Problem to work on:
Filter these entries down to the lines that hold the word "Number", and show each of them.

Data excerpts

---------------

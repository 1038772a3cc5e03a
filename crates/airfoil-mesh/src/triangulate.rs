use airfoil_math::{Aabb3, Point3, Transform, Vector3};

/// Indexed triangle mesh with one normal per vertex.
#[derive(Debug, Clone, Default, PartialEq)]
pub struct TriangleMesh {
    pub positions: Vec<Point3>,
    pub normals: Vec<Vector3>,
    pub indices: Vec<u32>,
}

impl TriangleMesh {
    /// Number of vertices in the mesh.
    pub fn vertex_count(&self) -> usize {
        self.positions.len()
    }

    /// Number of triangles in the mesh.
    pub fn triangle_count(&self) -> usize {
        self.indices.len() / 3
    }

    /// Vertex indices of triangle `tri`.
    pub fn triangle(&self, tri: usize) -> [usize; 3] {
        let t = &self.indices[tri * 3..tri * 3 + 3];
        [t[0] as usize, t[1] as usize, t[2] as usize]
    }

    /// Unnormalized geometric normal of triangle `tri` from its winding.
    pub fn face_normal(&self, tri: usize) -> Vector3 {
        let [i0, i1, i2] = self.triangle(tri);
        let p0 = self.positions[i0];
        (self.positions[i1] - p0).cross(self.positions[i2] - p0)
    }

    /// Apply a rigid transform to every position and normal.
    pub fn transform(&mut self, transform: &Transform) {
        for p in &mut self.positions {
            *p = transform.transform_point(*p);
        }
        for n in &mut self.normals {
            *n = transform.transform_vector(*n);
        }
    }

    /// True when no position or normal holds a NaN or infinity.
    pub fn is_finite(&self) -> bool {
        self.positions.iter().chain(&self.normals).all(|v| v.is_finite())
    }

    /// Compute the axis-aligned bounding box of all positions.
    pub fn bounding_box(&self) -> Aabb3 {
        Aabb3::from_points(&self.positions).unwrap_or(Aabb3::new(Point3::ZERO, Point3::ZERO))
    }
}
//! Closed-form NACA 4-digit thickness and mean-line equations.
//!
//! All functions take chord positions `x` in `[0, 1]` and return values as a
//! fraction of chord.

/// Half-thickness of a section with maximum thickness `t` at chord position `x`.
pub fn thickness_at(t: f64, x: f64) -> f64 {
    let x2 = x * x;
    5.0 * t
        * (0.2969 * x.sqrt() - 0.1260 * x - 0.3516 * x2 + 0.2843 * x * x2 - 0.1036 * x2 * x2)
}

/// Mean camber line height for maximum camber `m` located at `p`.
///
/// Returns 0 when `m == 0`, and for the forward branch when `p == 0`
/// (only reachable at `x = 0`).
pub fn camber_at(m: f64, p: f64, x: f64) -> f64 {
    if m == 0.0 {
        return 0.0;
    }
    if x <= p {
        if p == 0.0 {
            return 0.0;
        }
        m / (p * p) * (2.0 * p * x - x * x)
    } else {
        let q = 1.0 - p;
        m / (q * q) * ((1.0 - 2.0 * p) + 2.0 * p * x - x * x)
    }
}

/// Slope `dy_c/dx` of the mean camber line, with the same guards as [`camber_at`].
pub fn camber_slope_at(m: f64, p: f64, x: f64) -> f64 {
    if m == 0.0 {
        return 0.0;
    }
    let coeff = if x <= p {
        if p == 0.0 {
            return 0.0;
        }
        2.0 * m / (p * p)
    } else {
        let q = 1.0 - p;
        2.0 * m / (q * q)
    };
    coeff * (p - x)
}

---------------

Written response:
    /// Number of vertices in the mesh.
    /// Number of triangles in the mesh.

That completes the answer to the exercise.